What you are asked to do:
Here are some records; copy every line that holds the word "exchange".

*** Opening of Given records ***

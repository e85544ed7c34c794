//! Client runtime (§4.7): dials the control channel, maintains the
//! pre-warmed pool, and dispatches each signal to a per-flow handler.
//!
//! ```text
//! Init ──Start──▶ Dialling ──Handshake──▶ Active
//!                                │             │
//!                                │             ├── signal#1 → TCP handler
//!                                │             ├── signal#2 → UDP handler
//!                                │             ├── signal#0 → pool.Flush
//!                                │             └── ctx-done / read-err → Stopping
//! Stopping ──drain──▶ Stopped (supervisor may re-Start)
//! ```

use std::net::SocketAddr;
use std::sync::Arc;
use std::time::Duration;

use nodepass_pool::{ClientPool, DialFuture, PoolConfig, PoolHandle};
use nodepass_shared::{FlowId, Protocol, ShutdownTimeout, TlsMode, TunnelConfig, TunnelError};
use tokio::io::{AsyncBufReadExt, BufReader};
use tokio::net::TcpStream;
use tokio::sync::watch;
use tracing::{debug, info, warn};

use crate::control::{parse_line, ControlReader, Signal, SignalQueue};
use crate::{udp, BoxedControlStream, Stats};

/// A fresh `ClientRuntime` is constructed per `Start` attempt, mirroring
/// [`crate::server::ServerRuntime`].
pub struct ClientRuntime {
    config: Arc<TunnelConfig>,
    tunnel_addr: SocketAddr,
    stats: Arc<Stats>,
    cancel_tx: watch::Sender<bool>,
    cancel_rx: watch::Receiver<bool>,
    done_tx: watch::Sender<bool>,
    done_rx: watch::Receiver<bool>,
}

impl ClientRuntime {
    pub fn new(config: Arc<TunnelConfig>, tunnel_addr: SocketAddr, stats: Arc<Stats>) -> Self {
        let (cancel_tx, cancel_rx) = watch::channel(false);
        let (done_tx, done_rx) = watch::channel(false);
        Self { config, tunnel_addr, stats, cancel_tx, cancel_rx, done_tx, done_rx }
    }

    pub async fn start(&self) -> Result<(), TunnelError> {
        let result = self.run().await;
        let _ = self.done_tx.send(true);
        result
    }

    pub fn stop(&self) {
        let _ = self.cancel_tx.send(true);
    }

    pub async fn shutdown(&self, deadline: Duration) -> Result<(), ShutdownTimeout> {
        self.stop();
        let mut done_rx = self.done_rx.clone();
        let wait_done = async {
            while !*done_rx.borrow() {
                if done_rx.changed().await.is_err() {
                    return;
                }
            }
        };
        tokio::time::timeout(deadline, wait_done).await.map_err(|_| ShutdownTimeout)
    }

    async fn run(&self) -> Result<(), TunnelError> {
        let raw = TcpStream::connect(self.tunnel_addr).await.map_err(TunnelError::Io)?;
        let mut plain_reader = BufReader::new(raw);
        let mut line = String::new();
        plain_reader.read_line(&mut line).await.map_err(TunnelError::Io)?;
        let (remote_port, tls_mode) = match parse_line(&line).map_err(|e| TunnelError::Handshake(e.to_string()))? {
            Signal::Handshake { remote_port, tls_mode } => (remote_port, tls_mode),
            _ => return Err(TunnelError::Handshake("expected a handshake line first".into())),
        };
        info!(remote_port, tls_mode = tls_mode.code(), "handshake received, tls mode adopted");

        let raw = plain_reader.into_inner();
        let boxed = upgrade_to_tls_if_needed(raw, tls_mode).await?;

        let (read_half, _write_half) = tokio::io::split(boxed);
        let mut control_reader = ControlReader::new(read_half);

        let remote_addr = SocketAddr::new(self.tunnel_addr.ip(), remote_port);
        let pool_cfg = PoolConfig {
            min: self.config.pool_min,
            max: self.config.pool_max,
            interval_min: self.config.pool_interval_min,
            interval_max: self.config.pool_interval_max,
        };
        let dial: Arc<dyn Fn() -> DialFuture + Send + Sync> = Arc::new(move || {
            let addr = remote_addr;
            Box::pin(async move { TcpStream::connect(addr).await }) as DialFuture
        });
        let pool = Arc::new(ClientPool::new(dial, pool_cfg));

        let queue = SignalQueue::new(self.config.semaphore_limit);
        let mut reader_task = {
            let queue = queue.clone();
            tokio::spawn(async move {
                loop {
                    match control_reader.next_signal().await {
                        Ok(Some(signal)) => queue.push(signal).await,
                        Ok(None) => {
                            warn!("control channel closed by peer");
                            return;
                        }
                        Err(e) => {
                            warn!(error = %e, "control channel read error");
                            return;
                        }
                    }
                }
            })
        };

        let mut cancel_rx = self.cancel_rx.clone();
        loop {
            if *cancel_rx.borrow() {
                break;
            }
            tokio::select! {
                changed = cancel_rx.changed() => {
                    if changed.is_err() || *cancel_rx.borrow() {
                        break;
                    }
                }
                _ = &mut reader_task => {
                    warn!("control channel reader exited, tunnel considered dead");
                    break;
                }
                signal = queue.pop() => {
                    match signal {
                        Signal::Keepalive => debug!("keepalive received"),
                        Signal::Handshake { .. } => warn!("unexpected repeated handshake line, ignoring"),
                        Signal::Flush => {
                            debug!("flush signal received");
                            pool.flush().await;
                        }
                        Signal::Launch { id, protocol } => {
                            tokio::spawn(handle_launch(
                                id,
                                protocol,
                                pool.clone(),
                                self.config.clone(),
                                self.stats.clone(),
                            ));
                        }
                    }
                }
            }
        }

        reader_task.abort();
        pool.close().await;
        Ok(())
    }
}

async fn upgrade_to_tls_if_needed(
    raw: TcpStream,
    tls_mode: TlsMode,
) -> Result<BoxedControlStream, TunnelError> {
    match tls_mode {
        TlsMode::Plain => Ok(Box::new(raw)),
        TlsMode::SelfSigned | TlsMode::FileBacked => {
            let connector = tokio_rustls::TlsConnector::from(nodepass_shared::tls::client_tls_config());
            let server_name = rustls::pki_types::ServerName::try_from("nodepass.local")
                .map_err(|e| TunnelError::Handshake(e.to_string()))?
                .to_owned();
            let tls_stream = connector
                .connect(server_name, raw)
                .await
                .map_err(|e| TunnelError::Handshake(e.to_string()))?;
            Ok(Box::new(tls_stream))
        }
    }
}

/// §4.7: wait for the pool to be ready, `ClientGet(id)`, and either run the
/// matching exchange or count the miss toward the ⅓-capacity flush trigger.
async fn handle_launch(
    id: FlowId,
    protocol: Protocol,
    pool: Arc<ClientPool>,
    config: Arc<TunnelConfig>,
    stats: Arc<Stats>,
) {
    while !pool.ready() {
        tokio::time::sleep(Duration::from_millis(1)).await;
    }

    let Some(mut data_conn) = pool.get(&id) else {
        pool.core().record_attempt(false);
        if pool.core().consecutive_failures_exceed_third() {
            warn!("client-side pool misses exceeded one third of capacity, flushing pool");
            pool.flush().await;
        }
        debug!(%id, "no pool entry for launch signal, dropping flow");
        return;
    };
    pool.core().record_attempt(true);

    match protocol {
        Protocol::Tcp => {
            let Ok(target_addr) = config.resolve_target_tcp().await else {
                debug!(%id, "target TCP address did not resolve, dropping flow");
                return;
            };
            let Ok(Ok(mut target_conn)) =
                tokio::time::timeout(config.tcp_dial_timeout, TcpStream::connect(target_addr)).await
            else {
                debug!(%id, %target_addr, "failed to dial local TCP target");
                return;
            };
            let (target_to_data, data_to_target, err) =
                crate::exchange::duplex(&mut target_conn, &mut data_conn).await;
            if let Some(e) = err {
                debug!(%id, error = %e, "TCP flow ended with error");
            }
            stats.record_tcp_flow(data_to_target, target_to_data);
        }
        Protocol::Udp => {
            let Ok(target_addr) = config.resolve_target_udp().await else {
                debug!(%id, "target UDP address did not resolve, dropping flow");
                return;
            };
            match udp::relay_client_side(
                &mut data_conn,
                target_addr,
                config.udp_buf,
                config.udp_dial_timeout,
                config.udp_read_timeout,
            )
            .await
            {
                Ok((bytes_tx, bytes_rx)) => stats.record_udp_flow(bytes_rx, bytes_tx),
                Err(e) => debug!(%id, error = %e, "UDP relay ended with error"),
            }
        }
    }
}

#[cfg(test)]
mod tests {
    use super::*;

    #[test]
    fn upgrade_is_noop_for_plain_mode() {
        // Covered end-to-end in `tests/` via a real loopback handshake;
        // this just documents that `Plain` never touches TLS machinery.
        assert_eq!(TlsMode::Plain.code(), "0");
    }
}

*** Close of Given records ***

Reply:
/// matching exchange or count the miss toward the ⅓-capacity flush trigger.
                crate::exchange::duplex(&mut target_conn, &mut data_conn).await;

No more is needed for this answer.